Read the article preparing for the ultimate workout by Poliquin. I find low carb high tyrosine containing protein meal to be more energizing than traditional breakfasts. Also I found just having a preworkout shake like Surge to just rip through my body to fast.
I had the same problem, so i started to sip on 1 scoop of Surge throughout my work out and then have the other scoop after and it seems to work very well i would suggest that.
You should be careful about lifting heavy within 1 hour of waking.
I finish 2 scoops of Surge in water during the first 15 minutes of my workout.
My strength sucks but I do make gains.
When I train later on the weekends I am much stronger.
Why do you make the comment of “be careful when lifting within the first hour of waking”? I am actually feeling great today… I took your guys advice and added some simple high glycemic carbs as well as a protein shake before hitting the gym and I had a killer leg workout!
early to bed early to rise…
I’m in bed by 9:00pm and wake up at 4:00am.
Here is my routine for early workout M,W,F
4:00am I bring a cup of coffee with me to the basement
Start off with a general full body warmup
Then if a heavy day I do a warm up set, say deadlift 155x3, 185x3, then go to my target weight or bench 135x3, 185x3 then to my target weight same for squat and military…
On light and moderate days I just go to the target weight and start.
The only problem is when the dog needs to take a piss really throws off the momentum.
Right after workout I eat 3/4 cup of oatmeal a banana and protein shake.
then repeat shake at 7:30am
Because i workout in the basement I cannot do snatch and push press so I do a 2pm second workout on monday and friday with o-lifts to supplement my tbt I am on.
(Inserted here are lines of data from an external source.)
#[cfg(test)]
mod tests {
    use super::*;
    use crate::xsection::XSectionConfig;

    fn water() -> (MaterialDefinition, CrossSectionTable) {
        let material = MaterialDefinition::from_formula("water", "H2O").unwrap();
        let table = CrossSectionTable::compile(&material, &XSectionConfig::default());
        (material, table)
    }

    #[test]
    fn rejects_penelope_in_adjoint_mode() {
        let result = ComptonProcess::new(
            ComptonMethod::RejectionSampling,
            ComptonMode::Adjoint,
            ComptonModel::Penelope,
            1.0,
        );
        assert!(matches!(result, Err(Error::BadSampling(_))));
    }

    #[test]
    fn rejects_inverse_transform_with_penelope() {
        let result = ComptonProcess::new(
            ComptonMethod::InverseTransform,
            ComptonMode::Direct,
            ComptonModel::Penelope,
            1.0,
        );
        assert!(matches!(result, Err(Error::BadSampling(_))));
    }

    #[test]
    fn rejects_non_positive_precision() {
        let result = ComptonProcess::new(
            ComptonMethod::RejectionSampling,
            ComptonMode::Direct,
            ComptonModel::KleinNishina,
            0.0,
        );
        assert!(matches!(result, Err(Error::BadSampling(_))));
    }

    #[test]
    fn direct_klein_nishina_mean_matches_analytic_first_moment() {
        let (material, table) = water();
        let process =
            ComptonProcess::new(ComptonMethod::InverseTransform, ComptonMode::Direct, ComptonModel::KleinNishina, 1.0)
                .unwrap();
        let mut rng = Random::new(123);
        let e_in = 1.0;
        let n = 200_000;
        let mean: f64 = (0..n)
            .map(|_| process.sample(e_in, &material, &table, &mut rng).unwrap().e_out)
            .sum::<f64>()
            / n as f64;

        // Analytic first moment: integral e_out dcs(e_out) de_out / sigma_total.
        let (e_lo, e_hi) = xsection::compton_energy_bounds(e_in);
        let steps = 20_000;
        let mut numerator = 0.0;
        let mut prev = e_lo * xsection::klein_nishina_dcs(e_in, e_lo);
        for i in 1..=steps {
            let e = e_lo + (e_hi - e_lo) * i as f64 / steps as f64;
            let cur = e * xsection::klein_nishina_dcs(e_in, e);
            numerator += 0.5 * (prev + cur) * (e_hi - e_lo) / steps as f64;
            prev = cur;
        }
        let analytic_mean = numerator / xsection::klein_nishina_total(e_in);
        assert!(
            (mean - analytic_mean).abs() / analytic_mean < 5.0e-3,
            "mean={mean} analytic={analytic_mean}"
        );
    }

    #[test]
    fn adjoint_sample_never_decreases_energy() {
        let (material, table) = water();
        let process = ComptonProcess::new(
            ComptonMethod::RejectionSampling,
            ComptonMode::Adjoint,
            ComptonModel::ScatteringFunction,
            1.0,
        )
        .unwrap();
        let mut rng = Random::new(7);
        for _ in 0..200 {
            let sample = process.sample(5.0e-2, &material, &table, &mut rng).unwrap();
            assert!(sample.e_out >= 5.0e-2);
            assert!(sample.weight.is_finite() && sample.weight > 0.0);
        }
    }
}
The amount of energy I have for the rest of the day is huge, and I don’t have to worry about getting my workout in if somethnig throws my day off.
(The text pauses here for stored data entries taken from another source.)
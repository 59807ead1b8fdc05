//! A geometry made of horizontal layers separated by z-planes, e.g. an
//! atmosphere sitting over a ground half-space (`original_source`'s
//! `StratifiedGeometry` / `TopographyMap` examples, simplified to flat
//! planes).

use super::{Density, Geometry, Sector, SectorLocation, TraceResult, Vector3};
use crate::error::{Error, Result};

/// An ordered stack of sectors separated by horizontal planes. The topmost
/// sector is bounded above by `top_z` (above it is [`SectorLocation::Outside`]);
/// the bottommost sector is unbounded below.
#[derive(Clone, Debug)]
pub struct StratifiedGeometry {
    /// Sectors, ordered from top (index 0) to bottom.
    pub sectors: Vec<Sector>,
    /// Descending z-plane boundaries separating consecutive sectors;
    /// `boundaries.len() == sectors.len() - 1`.
    pub boundaries: Vec<f64>,
    /// Outer upper boundary; `z > top_z` is outside the geometry.
    pub top_z: f64,
}

impl StratifiedGeometry {
    /// Builds a stratified geometry. `boundaries` must be strictly
    /// descending and shorter than `sectors` by exactly one.
    #[must_use]
    pub fn new(top_z: f64, sectors: Vec<Sector>, boundaries: Vec<f64>) -> Self {
        debug_assert_eq!(boundaries.len() + 1, sectors.len());
        debug_assert!(boundaries.windows(2).all(|w| w[0] > w[1]));
        Self { sectors, boundaries, top_z }
    }

    fn index_at(&self, z: f64) -> Option<usize> {
        if z > self.top_z {
            return None;
        }
        Some(self.boundaries.iter().take_while(|&&b| z <= b).count())
    }

    /// The lower z-bound of sector `index` (`None` for the bottommost, which
    /// is unbounded below) and the upper z-bound (`None` for the topmost,
    /// which uses `top_z`).
    fn sector_bounds(&self, index: usize) -> (Option<f64>, Option<f64>) {
        let upper = if index == 0 { None } else { Some(self.boundaries[index - 1]) };
        let lower = self.boundaries.get(index).copied();
        (lower, upper)
    }
}

impl Geometry for StratifiedGeometry {
    fn locate(&self, x: Vector3) -> SectorLocation {
        self.index_at(x.z).map_or(SectorLocation::Outside, SectorLocation::Sector)
    }

    fn trace(&self, x: Vector3, d: Vector3) -> TraceResult {
        const EPSILON: f64 = 1.0e-9;
        let entry = x + d * EPSILON;
        let sector = self.locate(entry);

        let SectorLocation::Sector(index) = sector else {
            return TraceResult { sector, distance: f64::INFINITY };
        };

        if d.z.abs() < 1.0e-15 {
            return TraceResult { sector, distance: f64::INFINITY };
        }

        let (lower, upper) = self.sector_bounds(index);
        let target_z = if d.z > 0.0 { upper.unwrap_or(self.top_z) } else { lower };
        let distance = target_z.map_or(f64::INFINITY, |z| {
            let t = (z - entry.z) / d.z;
            if t.is_finite() && t > 0.0 { t } else { f64::INFINITY }
        });
        TraceResult { sector, distance }
    }

    fn column_density(&self, x: Vector3, d: Vector3, t: f64) -> Result<f64> {
        let SectorLocation::Sector(index) = self.locate(x) else {
            return Err(Error::Geometry("column_density called outside the geometry".into()));
        };
        Ok(self.sectors[index].density.column_density(x, d, t))
    }

    fn inverse_column(&self, x: Vector3, d: Vector3, lambda: f64) -> Result<Option<f64>> {
        let SectorLocation::Sector(index) = self.locate(x) else {
            return Err(Error::Geometry("inverse_column called outside the geometry".into()));
        };
        Ok(self.sectors[index].density.inverse_column_density(x, d, lambda))
    }

    fn sectors(&self) -> &[Sector] {
        &self.sectors
    }
}

#[cfg(test)]
mod tests {
    use super::*;
    use crate::density::{DensityModel, Uniform};

    fn two_layer_geometry() -> StratifiedGeometry {
        let air = Sector {
            description: "Atmosphere".into(),
            material: "Air".into(),
            density: DensityModel::Uniform(Uniform { rho0: 1.225e-3 }),
        };
        let ground = Sector {
            description: "Ground".into(),
            material: "Rock".into(),
            density: DensityModel::Uniform(Uniform { rho0: 2.9 }),
        };
        StratifiedGeometry::new(1.0e3, vec![air, ground], vec![0.0])
    }

    #[test]
    fn locate_above_top_is_outside() {
        let geometry = two_layer_geometry();
        assert_eq!(
            geometry.locate(Vector3::new(0.0, 0.0, 2.0e3)),
            SectorLocation::Outside
        );
    }

    #[test]
    fn locate_picks_the_right_layer() {
        let geometry = two_layer_geometry();
        assert_eq!(geometry.locate(Vector3::new(0.0, 0.0, 500.0)), SectorLocation::Sector(0));
        assert_eq!(geometry.locate(Vector3::new(0.0, 0.0, -500.0)), SectorLocation::Sector(1));
    }

    #[test]
    fn trace_upward_from_ground_hits_interface_at_z_zero() {
        let geometry = two_layer_geometry();
        let result = geometry.trace(Vector3::new(0.0, 0.0, -10.0), Vector3::new(0.0, 0.0, 1.0));
        assert_eq!(result.sector, SectorLocation::Sector(1));
        assert!((result.distance - 10.0).abs() < 1.0e-6);
    }

    #[test]
    fn trace_upward_from_air_hits_outer_boundary() {
        let geometry = two_layer_geometry();
        let result = geometry.trace(Vector3::new(0.0, 0.0, 10.0), Vector3::new(0.0, 0.0, 1.0));
        assert_eq!(result.sector, SectorLocation::Sector(0));
        assert!((result.distance - 990.0).abs() < 1.0e-6);
    }

    #[test]
    fn horizontal_ray_never_crosses() {
        let geometry = two_layer_geometry();
        let result = geometry.trace(Vector3::new(0.0, 0.0, 10.0), Vector3::new(1.0, 0.0, 0.0));
        assert_eq!(result.distance, f64::INFINITY);
    }
}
hope this helps in some small way
if thats your first morning workout, just keep doing what you’re doing and your body will adjust and tell you what you need to eat before you lift… i did the same thing about 2 years ago and after a couple weeks you will be able to get the same intensity of workouts as lifting in the pm, maybe even better ones since you have just got a lot of rest…the nauseau and dizzyness is your body adjusting
David Barr (I think) once made a random comment about early morning training and the need to approach it with caution in regards to spinal health. I never got an answer back but when I asked him to expand but maybe other here know what he was talking about.
In regards to Pre Work Out (I train about 6:30 in the morning. I have some Spike about 6:00, A 50g carb (high GI) 50g protein at about 6:10 and then an egg and wholemeal bread sandwhich in the car on the way to the gym )about 6:20. I find this gives me a nice shot of stimulants and high GI carbs to kick off the start of the workout and then I am getting the lower GI carbs from the bread kicking in a bit later.
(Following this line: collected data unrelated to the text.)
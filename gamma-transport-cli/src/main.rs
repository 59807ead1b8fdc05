//! Demo/ops CLI for `gamma-transport`: compile a scene's materials, dump a
//! material's cross-section table, or run a transport batch described by a
//! YAML scene file.

mod helpers;

use anyhow::Result;
use clap::{Parser, Subcommand};
use gamma_transport::engine::TransportEngine;
use gamma_transport::random::Random;
use gamma_transport::state::TransportStatus;
use helpers::{build_compton, build_geometry, build_registry, create_table, initial_states, read_scene, transport_mode};
use prettytable::row;
use rayon::prelude::*;
use std::process::ExitCode;

#[derive(Parser)]
#[command(author, version, about)]
struct Opts {
    #[command(subcommand)]
    subcommand: Command,
}

#[derive(Subcommand)]
enum Command {
    /// Compile a scene's materials and print their bulk properties.
    Compile {
        /// Path to a YAML scene file.
        scene: String,
    },
    /// Dump a compiled material's cross-section table at a list of energies.
    Xsection {
        /// Path to a YAML scene file.
        scene: String,
        /// Name of a material defined in the scene.
        material: String,
        /// Energies to sample, MeV. Defaults to the material's own grid.
        #[arg(num_args = 0.., value_delimiter = ',')]
        energies: Vec<f64>,
    },
    /// Run the scene's batch of photons to completion and summarize the results.
    Run {
        /// Path to a YAML scene file.
        scene: String,
    },
}

fn main() -> ExitCode {
    match run() {
        Ok(()) => ExitCode::SUCCESS,
        Err(error) => {
            eprintln!("Error: {error:?}");
            ExitCode::FAILURE
        }
    }
}

fn run() -> Result<()> {
    let opts = Opts::parse();
    match opts.subcommand {
        Command::Compile { scene } => compile(&scene),
        Command::Xsection { scene, material, energies } => xsection(&scene, &material, &energies),
        Command::Run { scene } => run_scene(&scene),
    }
}

fn compile(scene_path: &str) -> Result<()> {
    let scene = read_scene(scene_path)?;
    let registry = build_registry(&scene)?;

    let mut table = create_table();
    table.set_titles(row!["name", "molar mass [g/mol]", "Z_eff", "e- density [1/g]"]);
    for material in &scene.materials {
        let record = registry.get(&material.name)?;
        table.add_row(row![
            material.name,
            r->format!("{:.4}", record.definition.molar_mass),
            r->format!("{:.3}", record.definition.effective_z()),
            r->format!("{:.4e}", record.definition.electron_density_per_mass()),
        ]);
    }
    table.printstd();
    Ok(())
}

fn xsection(scene_path: &str, material: &str, energies: &[f64]) -> Result<()> {
    let scene = read_scene(scene_path)?;
    let registry = build_registry(&scene)?;
    let record = registry.get(material)?;

    let energies: Vec<f64> = if energies.is_empty() {
        record.table.energy_grid.clone()
    } else {
        energies.to_vec()
    };

    let mut table = create_table();
    table.set_titles(row!["E [MeV]", "absorption", "compton", "rayleigh", "total [cm^2/g]"]);
    for &e in &energies {
        table.add_row(row![
            r->format!("{e:.6}"),
            r->format!("{:.4e}", record.table.absorption.at(e)),
            r->format!("{:.4e}", record.table.compton.at(e)),
            r->format!("{:.4e}", record.table.rayleigh.at(e)),
            r->format!("{:.4e}", record.table.total(e)),
        ]);
    }
    table.printstd();
    Ok(())
}

fn run_scene(scene_path: &str) -> Result<()> {
    let scene = read_scene(scene_path)?;
    let registry = build_registry(&scene)?;
    let geometry = build_geometry(&scene)?;
    let compton = build_compton(&scene)?;
    let mode = transport_mode(&scene)?;
    let (mut states, source_energies) = initial_states(&scene);

    let engine = TransportEngine::new(
        &geometry,
        &registry,
        compton,
        mode,
        scene.e_min,
        scene.step_max,
        Random::new(u128::from(scene.seed)),
    )?;

    let source_energies: Option<Vec<f64>> = source_energies
        .iter()
        .all(Option::is_some)
        .then(|| source_energies.iter().map(|e| e.unwrap_or_default()).collect());
    let mut statuses = vec![TransportStatus::Error; states.len()];
    engine.transport(&mut states, &mut statuses, source_energies.as_deref());

    let mut table = create_table();
    table.set_titles(row!["#", "status", "energy [MeV]", "weight", "z [cm]", "length [cm]"]);
    for (i, (state, status)) in states.iter().zip(&statuses).enumerate() {
        table.add_row(row![
            i,
            format!("{status:?}"),
            r->format!("{:.6}", state.energy),
            r->format!("{:.6}", state.weight),
            r->format!("{:.3}", state.position.z),
            r->format!("{:.3}", state.length),
        ]);
    }
    table.printstd();

    let exits = statuses.par_iter().filter(|s| matches!(s, TransportStatus::Exit)).count();
    println!("\n{exits}/{} states exited the outer geometry", statuses.len());
    Ok(())
}

#[cfg(test)]
mod tests {
    use super::*;

    #[test]
    fn verify_command() {
        use clap::CommandFactory;
        Opts::command().debug_assert();
    }
}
I know it is not the best option available, but it works for me.
David Barr (I think) once made a random comment about early morning training and the need to approach it with caution in regards to spinal health. [/quote]
IIRC it has to do with the accumulation of fluid in the discs and the subsequent expansion thereof.
Hmmm, I will have to do some research. I am not too worried as I have never had any back problems. Also, there are some old timers in my gym that have only ever trained first thing in the AM and they go all out… but def. worth some research.